Fixing Manitoba’s beleaguered health-care system was by far the New Democratic Party’s biggest promise when voters went to the polls Oct. 3. The NDP promised to reduce hospital wait times by hiring more doctors, nurses and other front-line staff, reducing the size of the health-care bureaucracy and expanding hospital capacity.

The NDP government inherited record-high hospital wait times from the former Progressive Conservative government in several areas, including ER wait times, which peaked at four hours in December 2023. Since then, they’ve been coming down, albeit slowly.

The median wait time for ERs and urgent care centres in Winnipeg in May dropped to 3.52 hours, according to data released by the Winnipeg Regional Health Authority last week. The longest wait time for nine out of 10 ER and urgent care patients (referred to as the 90th percentile wait) peaked at almost 11 hours in December. That fell to 9.49 hours in May.

Even with the recent decline, the problem is especially bad at St. Boniface Hospital, where the median wait time in May was 5.25 hours. However, that number has come down from a peak of 5.9 hours in December.

The province still has a long way to go to get ER wait times back to where they were two years ago, when they hovered between two and 2.5 hours. But they are headed in the right direction.

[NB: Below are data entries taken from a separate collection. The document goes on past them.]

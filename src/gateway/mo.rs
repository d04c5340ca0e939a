// ABOUTME: Mobile-originated pipeline: classifies deliver_sm as delivery report or user
// ABOUTME: message, decodes per data_coding, and reassembles UDH/SAR multipart segments

use crate::datatypes::tlv::tags;
use crate::datatypes::DeliverSm;
use crate::gateway::bus::BusPublisher;
use crate::gateway::charset::CharsetTable;
use crate::gateway::stash::MessageStash;
use crate::gateway::types::{BusRecord, DeliveryStatus, EventType, SessionEvent, TransportType};
use regex::Regex;
use std::sync::{Arc, OnceLock};
use std::time::Duration;

fn delivery_receipt_regex() -> &'static Regex {
    static RE: OnceLock<Regex> = OnceLock::new();
    RE.get_or_init(|| {
        Regex::new(
            r"id:(?P<id>\S+) sub:\S+ dlvrd:\S+ submit date:\d+ done date:\d+ stat:(?P<stat>\w+) err:\S+ text:.*",
        )
        .expect("delivery receipt regex is valid")
    })
}

fn trim_cstring(bytes: &[u8]) -> &[u8] {
    match bytes.iter().position(|&b| b == 0) {
        Some(pos) => &bytes[..pos],
        None => bytes,
    }
}

struct ParsedDeliveryReport {
    remote_id: String,
    raw_status: String,
}

fn classify_delivery_report(pdu: &DeliverSm) -> Option<ParsedDeliveryReport> {
    // TLV fields win over the regex when both are present.
    if pdu.message_state.is_some() || pdu.receipted_message_id.is_some() {
        let remote_id = pdu
            .receipted_message_id
            .as_ref()
            .map(|tlv| String::from_utf8_lossy(trim_cstring(&tlv.value)).to_string())
            .unwrap_or_default();
        let raw_status = pdu
            .message_state
            .as_ref()
            .and_then(|tlv| tlv.value.first().copied())
            .map(|b| b.to_string())
            .unwrap_or_default();
        return Some(ParsedDeliveryReport {
            remote_id,
            raw_status,
        });
    }

    let body = pdu.short_message.as_bytes();
    let text = String::from_utf8_lossy(body);
    let captures = delivery_receipt_regex().captures(&text)?;
    Some(ParsedDeliveryReport {
        remote_id: captures["id"].to_string(),
        raw_status: captures["stat"].to_string(),
    })
}

/// Multipart framing detected on a deliver_sm, independent of representation
/// (SAR TLVs vs. inline UDH prefix).
struct MultipartFraming {
    ref_num: u16,
    total: u8,
    seq: u8,
    body_offset: usize,
}

/// USSD session-continuation state carried in `its_session_info`, decoded
/// per the same 2-byte mapping the MT side writes: `[0x00, 0x00]` for
/// new/continue, `[0x00, 0x01]` for close. A fresh inbound session always
/// decodes as `Continue`; the distinction from `New` only matters outbound.
fn ussd_session_event(pdu: &DeliverSm) -> Option<SessionEvent> {
    let tlv = pdu.its_session_info.as_ref()?;
    match (tlv.value.first()?, tlv.value.get(1)?) {
        (0x00, 0x00) => Some(SessionEvent::Continue),
        (0x00, 0x01) => Some(SessionEvent::Close),
        _ => None,
    }
}

fn transport_type_for(pdu: &DeliverSm) -> TransportType {
    if pdu.its_session_info.is_some() {
        TransportType::Ussd
    } else {
        TransportType::Sms
    }
}

fn detect_multipart(pdu: &DeliverSm) -> Option<MultipartFraming> {
    if let (Some(ref_tlv), Some(total_tlv), Some(seq_tlv)) = (
        &pdu.sar_msg_ref_num,
        &pdu.sar_total_segments,
        &pdu.sar_segment_seqnum,
    ) {
        let ref_num = u16::from_be_bytes([
            *ref_tlv.value.first()?,
            *ref_tlv.value.get(1)?,
        ]);
        return Some(MultipartFraming {
            ref_num,
            total: *total_tlv.value.first()?,
            seq: *seq_tlv.value.first()?,
            body_offset: 0,
        });
    }

    let body = pdu.short_message.as_bytes();
    if body.len() >= 6 && body[0] == 0x05 && body[1] == 0x00 && body[2] == 0x03 {
        return Some(MultipartFraming {
            ref_num: body[3] as u16,
            total: body[4],
            seq: body[5],
            body_offset: 6,
        });
    }

    None
}

pub struct MoProcessor<S: MessageStash, P: BusPublisher> {
    stash: Arc<S>,
    bus: Arc<P>,
    charset: CharsetTable,
    transport_name: String,
    multipart_ttl: Duration,
}

impl<S: MessageStash, P: BusPublisher> MoProcessor<S, P> {
    pub fn new(
        stash: Arc<S>,
        bus: Arc<P>,
        charset: CharsetTable,
        transport_name: String,
        multipart_ttl: Duration,
    ) -> Self {
        Self {
            stash,
            bus,
            charset,
            transport_name,
            multipart_ttl,
        }
    }

    /// Processes one inbound deliver_sm. Always succeeds from the SMPP
    /// layer's point of view: the caller replies ESME_ROK regardless of what
    /// happened downstream, per the error-handling design.
    pub async fn handle(&self, pdu: DeliverSm) {
        if let Some(report) = classify_delivery_report(&pdu) {
            self.handle_delivery_report(report).await;
            return;
        }

        // message_payload TLV bypasses reassembly: it carries the complete message.
        if let Some(payload) = &pdu.message_payload {
            self.emit_user_message(&pdu, payload.value.clone().to_vec())
                .await;
            return;
        }

        match detect_multipart(&pdu) {
            Some(framing) => self.handle_multipart_segment(&pdu, framing).await,
            None => {
                let body = pdu.short_message.as_bytes().to_vec();
                self.emit_user_message(&pdu, body).await;
            }
        }
    }

    async fn handle_delivery_report(&self, report: ParsedDeliveryReport) {
        let status = DeliveryStatus::from_smsc_status(&report.raw_status);
        match self
            .stash
            .get_internal_message_id(&report.remote_id)
            .await
        {
            Ok(Some(internal_id)) => {
                self.bus
                    .publish(BusRecord::Event {
                        event_type: EventType::DeliveryReport,
                        user_message_id: internal_id,
                        sent_message_id: Some(report.remote_id),
                        nack_reason: None,
                        delivery_status: Some(status),
                    })
                    .await;
            }
            Ok(None) => {
                tracing::warn!(
                    transport = %self.transport_name,
                    "Failed to retrieve message id for delivery report. Delivery report from {} discarded.",
                    self.transport_name
                );
            }
            Err(e) => {
                tracing::error!(error = %e, "stash lookup failed while processing delivery report");
            }
        }
    }

    async fn emit_user_message(&self, pdu: &DeliverSm, body: Vec<u8>) {
        let codec = match self.charset.resolve(pdu.data_coding.to_byte()) {
            Ok(codec) => codec,
            Err(e) => {
                tracing::error!(error = %e, "unresolvable data_coding on deliver_sm, dropping body");
                return;
            }
        };

        let content = match codec.decode(&body) {
            Ok(text) => text,
            Err(e) => {
                tracing::error!(error = %e, "failed to decode deliver_sm body, dropping PDU");
                return;
            }
        };

        self.bus
            .publish(BusRecord::UserMessage {
                content,
                from_addr: pdu.source_addr.as_str().unwrap_or_default().to_string(),
                to_addr: pdu.destination_addr.as_str().unwrap_or_default().to_string(),
                transport_type: transport_type_for(pdu),
                transport_name: self.transport_name.clone(),
                session_event: ussd_session_event(pdu),
            })
            .await;
    }

    async fn handle_multipart_segment(&self, pdu: &DeliverSm, framing: MultipartFraming) {
        let from = pdu.source_addr.as_str().unwrap_or_default();
        let to = pdu.destination_addr.as_str().unwrap_or_default();
        let key = format!("multipart:{}:{}:{}", framing.ref_num, from, to);

        let body = &pdu.short_message.as_bytes()[framing.body_offset..];
        let codec = match self.charset.resolve(pdu.data_coding.to_byte()) {
            Ok(codec) => codec,
            Err(e) => {
                tracing::error!(error = %e, "unresolvable data_coding on multipart segment, dropping");
                return;
            }
        };
        let text = match codec.decode(body) {
            Ok(text) => text,
            Err(e) => {
                tracing::error!(error = %e, "failed to decode multipart segment, dropping");
                return;
            }
        };

        let set = match self
            .stash
            .store_multipart_segment(&key, framing.seq, framing.total, text, self.multipart_ttl)
            .await
        {
            Ok(set) => set,
            Err(e) => {
                tracing::error!(error = %e, "stash write failed while reassembling multipart segment");
                return;
            }
        };

        if let Some(content) = set.assemble() {
            let _ = self.stash.take_multipart(&key).await;
            self.bus
                .publish(BusRecord::UserMessage {
                    content,
                    from_addr: from.to_string(),
                    to_addr: to.to_string(),
                    transport_type: transport_type_for(pdu),
                    transport_name: self.transport_name.clone(),
                    session_event: ussd_session_event(pdu),
                })
                .await;
        }
    }
}
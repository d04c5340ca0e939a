// ABOUTME: Durable correlation store: seq->message_id, remote_id->message_id, cached payloads
// ABOUTME: All entries carry a TTL; a miss is a well-defined Option::None, never an error variant

use crate::gateway::clock::Clock;
use crate::gateway::types::OutboundMessage;
use std::collections::HashMap;
use std::sync::Arc;
use std::time::Duration;
use thiserror::Error;
use tokio::sync::Mutex;
use tokio::time::Instant;

#[derive(Debug, Error)]
pub enum StashError {
    #[error("stash backend unavailable: {0}")]
    Backend(String),
}

pub type StashResult<T> = Result<T, StashError>;

/// One partial multipart message: segment index -> decoded text, plus the declared total.
#[derive(Debug, Clone, Default)]
pub struct MultipartSet {
    pub total: Option<u8>,
    pub segments: HashMap<u8, String>,
}

impl MultipartSet {
    /// Concatenates segments 1..=total in order. Returns None if any segment is missing.
    pub fn assemble(&self) -> Option<String> {
        let total = self.total?;
        let mut out = String::new();
        for i in 1..=total {
            out.push_str(self.segments.get(&i)?);
        }
        Some(out)
    }
}

/// The correlation store described in the data model: `seq:<n>`, `msg:<id>`,
/// `remote:<id>`, and `multipart:<ref>:<from>:<to>` entries, each TTL'd.
pub trait MessageStash: Send + Sync {
    async fn cache_message(&self, msg: OutboundMessage, ttl: Duration) -> StashResult<()>;
    async fn get_cached_message(&self, id: &str) -> StashResult<Option<OutboundMessage>>;
    async fn delete_cached_message(&self, id: &str) -> StashResult<()>;

    async fn set_sequence_number_message_id(
        &self,
        seq: u32,
        message_id: String,
        ttl: Duration,
    ) -> StashResult<()>;
    /// Consuming lookup: removes the entry as it is read.
    async fn get_sequence_number_message_id(&self, seq: u32) -> StashResult<Option<String>>;

    async fn set_remote_message_id(
        &self,
        internal_id: String,
        remote_id: String,
        ttl: Duration,
    ) -> StashResult<()>;
    async fn get_internal_message_id(&self, remote_id: &str) -> StashResult<Option<String>>;

    async fn store_multipart_segment(
        &self,
        key: &str,
        seg_index: u8,
        total: u8,
        text: String,
        ttl: Duration,
    ) -> StashResult<MultipartSet>;
    /// Atomically removes and returns the set stored under `key`, if any.
    async fn take_multipart(&self, key: &str) -> StashResult<Option<MultipartSet>>;
}

struct Entry<V> {
    value: V,
    expires_at: Instant,
}

/// In-process implementation backed by a mutex-guarded map, suitable for a
/// single-instance gateway or for tests. A networked implementation would
/// satisfy the same trait against Redis or similar.
pub struct MemoryStash<C: Clock> {
    clock: Arc<C>,
    messages: Mutex<HashMap<String, Entry<OutboundMessage>>>,
    seq_index: Mutex<HashMap<u32, Entry<String>>>,
    remote_index: Mutex<HashMap<String, Entry<String>>>,
    multipart: Mutex<HashMap<String, Entry<MultipartSet>>>,
}

impl<C: Clock> MemoryStash<C> {
    pub fn new(clock: Arc<C>) -> Self {
        Self {
            clock,
            messages: Mutex::new(HashMap::new()),
            seq_index: Mutex::new(HashMap::new()),
            remote_index: Mutex::new(HashMap::new()),
            multipart: Mutex::new(HashMap::new()),
        }
    }

    fn deadline(&self, ttl: Duration) -> Instant {
        self.clock.now() + ttl
    }
}

fn fresh<V>(entry: Option<Entry<V>>, now: Instant) -> Option<V> {
    entry.and_then(|e| if e.expires_at > now { Some(e.value) } else { None })
}

impl<C: Clock> MessageStash for MemoryStash<C> {
    async fn cache_message(&self, msg: OutboundMessage, ttl: Duration) -> StashResult<()> {
        let expires_at = self.deadline(ttl);
        self.messages.lock().await.insert(
            msg.message_id.clone(),
            Entry {
                value: msg,
                expires_at,
            },
        );
        Ok(())
    }

    async fn get_cached_message(&self, id: &str) -> StashResult<Option<OutboundMessage>> {
        let now = self.clock.now();
        let guard = self.messages.lock().await;
        Ok(guard.get(id).and_then(|e| {
            if e.expires_at > now {
                Some(e.value.clone())
            } else {
                None
            }
        }))
    }

    async fn delete_cached_message(&self, id: &str) -> StashResult<()> {
        self.messages.lock().await.remove(id);
        Ok(())
    }

    async fn set_sequence_number_message_id(
        &self,
        seq: u32,
        message_id: String,
        ttl: Duration,
    ) -> StashResult<()> {
        let expires_at = self.deadline(ttl);
        self.seq_index.lock().await.insert(
            seq,
            Entry {
                value: message_id,
                expires_at,
            },
        );
        Ok(())
    }

    async fn get_sequence_number_message_id(&self, seq: u32) -> StashResult<Option<String>> {
        let now = self.clock.now();
        let mut guard = self.seq_index.lock().await;
        Ok(fresh(guard.remove(&seq), now))
    }

    async fn set_remote_message_id(
        &self,
        internal_id: String,
        remote_id: String,
        ttl: Duration,
    ) -> StashResult<()> {
        let expires_at = self.deadline(ttl);
        self.remote_index.lock().await.insert(
            remote_id,
            Entry {
                value: internal_id,
                expires_at,
            },
        );
        Ok(())
    }

    async fn get_internal_message_id(&self, remote_id: &str) -> StashResult<Option<String>> {
        let now = self.clock.now();
        let guard = self.remote_index.lock().await;
        Ok(guard.get(remote_id).and_then(|e| {
            if e.expires_at > now {
                Some(e.value.clone())
            } else {
                None
            }
        }))
    }

    async fn store_multipart_segment(
        &self,
        key: &str,
        seg_index: u8,
        total: u8,
        text: String,
        ttl: Duration,
    ) -> StashResult<MultipartSet> {
        let expires_at = self.deadline(ttl);
        let mut guard = self.multipart.lock().await;
        let entry = guard.entry(key.to_string()).or_insert_with(|| Entry {
            value: MultipartSet::default(),
            expires_at,
        });
        entry.value.total = Some(total);
        entry.value.segments.insert(seg_index, text);
        entry.expires_at = expires_at;
        Ok(entry.value.clone())
    }

    async fn take_multipart(&self, key: &str) -> StashResult<Option<MultipartSet>> {
        let now = self.clock.now();
        let mut guard = self.multipart.lock().await;
        Ok(fresh(guard.remove(key), now))
    }
}

#[cfg(test)]
mod tests {
    use super::*;
    use crate::gateway::clock::VirtualClock;
    use crate::gateway::types::TransportType;

    fn sample_message(id: &str) -> OutboundMessage {
        OutboundMessage {
            message_id: id.to_string(),
            to_addr: "123".to_string(),
            from_addr: "456".to_string(),
            content: "hi".to_string(),
            transport_type: TransportType::Sms,
            session_event: None,
        }
    }

    #[tokio::test]
    async fn seq_lookup_is_consuming() {
        let clock = Arc::new(VirtualClock::new());
        let stash = MemoryStash::new(clock);
        stash
            .set_sequence_number_message_id(7, "abc".into(), Duration::from_secs(60))
            .await
            .unwrap();
        assert_eq!(
            stash.get_sequence_number_message_id(7).await.unwrap(),
            Some("abc".to_string())
        );
        assert_eq!(stash.get_sequence_number_message_id(7).await.unwrap(), None);
    }

    #[tokio::test]
    async fn entries_expire_after_ttl() {
        let clock = Arc::new(VirtualClock::new());
        let stash = MemoryStash::new(clock.clone());
        stash
            .cache_message(sample_message("m1"), Duration::from_secs(10))
            .await
            .unwrap();
        assert!(stash.get_cached_message("m1").await.unwrap().is_some());
        clock.advance(Duration::from_secs(11));
        assert!(stash.get_cached_message("m1").await.unwrap().is_none());
    }

    #[tokio::test]
    async fn multipart_assembles_out_of_order() {
        let clock = Arc::new(VirtualClock::new());
        let stash = MemoryStash::new(clock);
        let key = "ref:1:from:to";
        stash
            .store_multipart_segment(key, 1, 3, "back".into(), Duration::from_secs(60))
            .await
            .unwrap();
        stash
            .store_multipart_segment(key, 3, 3, " you".into(), Duration::from_secs(60))
            .await
            .unwrap();
        let set = stash
            .store_multipart_segment(key, 2, 3, " at".into(), Duration::from_secs(60))
            .await
            .unwrap();
        assert_eq!(set.assemble().unwrap(), "back at you");
    }

    #[tokio::test]
    async fn missing_remote_id_is_none_not_error() {
        let clock = Arc::new(VirtualClock::new());
        let stash = MemoryStash::new(clock);
        assert_eq!(stash.get_internal_message_id("nope").await.unwrap(), None);
    }
}
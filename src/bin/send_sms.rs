// ABOUTME: One-shot SMS sender over the trait-based client API
// ABOUTME: Connects, binds as transmitter, sends one message, then unbinds

use smpp::client::{ClientBuilder, SmppClient, SmppConnection, SmppTransmitter, SmsMessage};
use std::env;
use std::error::Error;

fn usage() -> ! {
    eprintln!("usage: send_sms <host:port> <system_id> <password> <to> <from> <message>");
    std::process::exit(1);
}

#[tokio::main]
async fn main() -> Result<(), Box<dyn Error>> {
    let args: Vec<String> = env::args().skip(1).collect();
    let [addr, system_id, password, to, from, message] = args.as_slice() else {
        usage();
    };

    let mut client =
        ClientBuilder::quick_transmitter(addr.as_str(), system_id.as_str(), password.as_str())
            .await?;

    let sms = SmsMessage::new(to.as_str(), from.as_str(), message.as_str());
    let message_id = client.send_sms(&sms).await?;
    println!("message sent with id: {message_id}");

    client.unbind().await?;
    client.disconnect().await?;
    Ok(())
}
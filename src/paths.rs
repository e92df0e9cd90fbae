use std::env;
use std::io;
use std::path::PathBuf;

use tracing::debug;

use crate::consts::{DEFAULT_CONFIG_DIR, OVERRIDE_CONFIG_DIR};

/// Root directory configuration files are resolved against.
///
/// Each relative path has two candidates, tried in order: the user override
/// under `data/config/` and the shipped default under `config/`. The first
/// candidate that exists wins. If neither exists the last candidate is
/// returned anyway, so the caller's subsequent read reports the missing file.
#[derive(Debug, Clone)]
pub struct ConfigRoot {
    root: PathBuf,
}

impl ConfigRoot {
    pub fn new(root: impl Into<PathBuf>) -> Self {
        Self { root: root.into() }
    }

    /// Root rooted at the process working directory, matching the usual
    /// deployment layout.
    pub fn from_cwd() -> io::Result<Self> {
        Ok(Self::new(env::current_dir()?))
    }

    fn candidates(&self, relative: &str) -> [PathBuf; 2] {
        [
            self.root.join(OVERRIDE_CONFIG_DIR).join(relative),
            self.root.join(DEFAULT_CONFIG_DIR).join(relative),
        ]
    }

    /// Resolve a config-relative path to a concrete filesystem path.
    ///
    /// Works for files and directories alike; existence of the result is
    /// only guaranteed when one of the candidates exists.
    pub fn resolve(&self, relative: &str) -> PathBuf {
        let [override_path, default_path] = self.candidates(relative);

        if override_path.exists() {
            debug!(path = %override_path.display(), "using override config path");
            return override_path;
        }

        debug!(path = %default_path.display(), "using default config path");
        default_path
    }
}
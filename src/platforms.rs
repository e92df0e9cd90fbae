use std::collections::HashMap;
use std::fs;

use indexmap::IndexMap;
use serde::{Deserialize, Serialize};
use tracing::debug;

use crate::consts::PLATFORMS_FILE;
use crate::error::ConfigError;
use crate::paths::ConfigRoot;

/// One platform entry: a display name bound to a provider and model choice.
#[derive(Debug, Clone, PartialEq, Eq, Serialize, Deserialize)]
pub struct PlatformConfig {
    pub name: String,
    pub provider: String,
    pub model: String,
}

/// A platform config together with the id it is keyed by.
#[derive(Debug, Clone, PartialEq, Eq, Serialize)]
pub struct PlatformWithId {
    pub id: String,
    #[serde(flatten)]
    pub config: PlatformConfig,
}

#[derive(Debug, Deserialize)]
struct PlatformsFile {
    platforms: IndexMap<String, PlatformConfig>,
}

/// Platform definitions loaded from `platforms/platforms.yaml`, indexed by
/// id, provider, and name.
///
/// Ids are unique by construction (map keys). Provider and name are not;
/// on duplicates the entry appearing later in the file wins in the derived
/// indexes.
#[derive(Debug)]
pub struct PlatformRegistry {
    platforms: IndexMap<String, PlatformConfig>,
    by_provider: HashMap<String, String>,
    by_name: HashMap<String, String>,
}

impl PlatformRegistry {
    /// Load the platform file. Both a missing file and malformed YAML are
    /// errors; there is no partial-load recovery.
    pub fn load(root: &ConfigRoot) -> Result<Self, ConfigError> {
        let path = root.resolve(PLATFORMS_FILE);
        let content = fs::read_to_string(&path).map_err(|source| ConfigError::Read {
            path: path.clone(),
            source,
        })?;
        let file: PlatformsFile =
            serde_yaml::from_str(&content).map_err(|source| ConfigError::Yaml { path, source })?;
        debug!(count = file.platforms.len(), "loaded platform definitions");
        Ok(Self::from_map(file.platforms))
    }

    fn from_map(platforms: IndexMap<String, PlatformConfig>) -> Self {
        let mut by_provider = HashMap::new();
        let mut by_name = HashMap::new();
        for (id, config) in &platforms {
            by_provider.insert(config.provider.clone(), id.clone());
            by_name.insert(config.name.clone(), id.clone());
        }
        Self {
            platforms,
            by_provider,
            by_name,
        }
    }

    pub fn get(&self, id: &str) -> Option<&PlatformConfig> {
        self.platforms.get(id)
    }

    pub fn with_id(&self, id: &str) -> Option<PlatformWithId> {
        self.platforms.get(id).map(|config| PlatformWithId {
            id: id.to_string(),
            config: config.clone(),
        })
    }

    pub fn by_provider(&self, provider: &str) -> Option<&PlatformConfig> {
        self.by_provider
            .get(provider)
            .and_then(|id| self.platforms.get(id))
    }

    pub fn by_name(&self, name: &str) -> Option<&PlatformConfig> {
        self.by_name
            .get(name)
            .and_then(|id| self.platforms.get(id))
    }

    /// All platforms in file order.
    pub fn all(&self) -> Vec<PlatformWithId> {
        self.platforms
            .iter()
            .map(|(id, config)| PlatformWithId {
                id: id.clone(),
                config: config.clone(),
            })
            .collect()
    }

    pub fn len(&self) -> usize {
        self.platforms.len()
    }

    pub fn is_empty(&self) -> bool {
        self.platforms.is_empty()
    }
}

#[cfg(test)]
mod tests {
    use super::*;

    fn platform(name: &str, provider: &str, model: &str) -> PlatformConfig {
        PlatformConfig {
            name: name.to_string(),
            provider: provider.to_string(),
            model: model.to_string(),
        }
    }

    fn sample_registry() -> PlatformRegistry {
        let mut platforms = IndexMap::new();
        platforms.insert(
            "chatgpt".to_string(),
            platform("ChatGPT", "openai", "gpt-4o"),
        );
        platforms.insert(
            "claude".to_string(),
            platform("Claude", "anthropic", "claude-sonnet-4"),
        );
        PlatformRegistry::from_map(platforms)
    }

    #[test]
    fn get_by_id() {
        let registry = sample_registry();
        assert_eq!(registry.get("chatgpt").unwrap().provider, "openai");
        assert!(registry.get("gemini").is_none());
    }

    #[test]
    fn with_id_carries_id() {
        let registry = sample_registry();
        let p = registry.with_id("claude").unwrap();
        assert_eq!(p.id, "claude");
        assert_eq!(p.config.model, "claude-sonnet-4");
        assert!(registry.with_id("missing").is_none());
    }

    #[test]
    fn lookup_by_provider_and_name() {
        let registry = sample_registry();
        assert_eq!(registry.by_provider("anthropic").unwrap().name, "Claude");
        assert_eq!(registry.by_name("ChatGPT").unwrap().model, "gpt-4o");
        assert!(registry.by_provider("google").is_none());
        assert!(registry.by_name("Gemini").is_none());
    }

    #[test]
    fn duplicate_provider_last_entry_wins() {
        let mut platforms = IndexMap::new();
        platforms.insert(
            "gpt4o".to_string(),
            platform("GPT-4o", "openai", "gpt-4o"),
        );
        platforms.insert(
            "gpt4o-mini".to_string(),
            platform("GPT-4o mini", "openai", "gpt-4o-mini"),
        );
        let registry = PlatformRegistry::from_map(platforms);

        assert_eq!(registry.by_provider("openai").unwrap().model, "gpt-4o-mini");
    }

    #[test]
    fn all_preserves_file_order() {
        let registry = sample_registry();
        let ids: Vec<_> = registry.all().into_iter().map(|p| p.id).collect();
        assert_eq!(ids, vec!["chatgpt", "claude"]);
    }

    #[test]
    fn parses_platforms_yaml() {
        let yaml = r#"
platforms:
  chatgpt:
    name: ChatGPT
    provider: openai
    model: gpt-4o
"#;
        let file: PlatformsFile = serde_yaml::from_str(yaml).unwrap();
        assert_eq!(file.platforms["chatgpt"].name, "ChatGPT");
    }
}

What’s especially significant about the recent decline is it occurred during the winter months, when respiratory illnesses, including influenza and COVID-19, flood emergency departments with very sick patients and cause ER wait times to rise.

The time it takes to see a physician goes up when the number of admitted patients in emergency departments exceeds the availability of staffed hospital beds on medical wards. When that occurs, doctors and nurses have less time to treat newly arriving patients, which usually drives up overall wait times.

The province has hired some new front-line staff and made other changes, such as introducing weekend patient discharges to free up more medical beds sooner. It appears those improvements are helping to reduce ER wait times.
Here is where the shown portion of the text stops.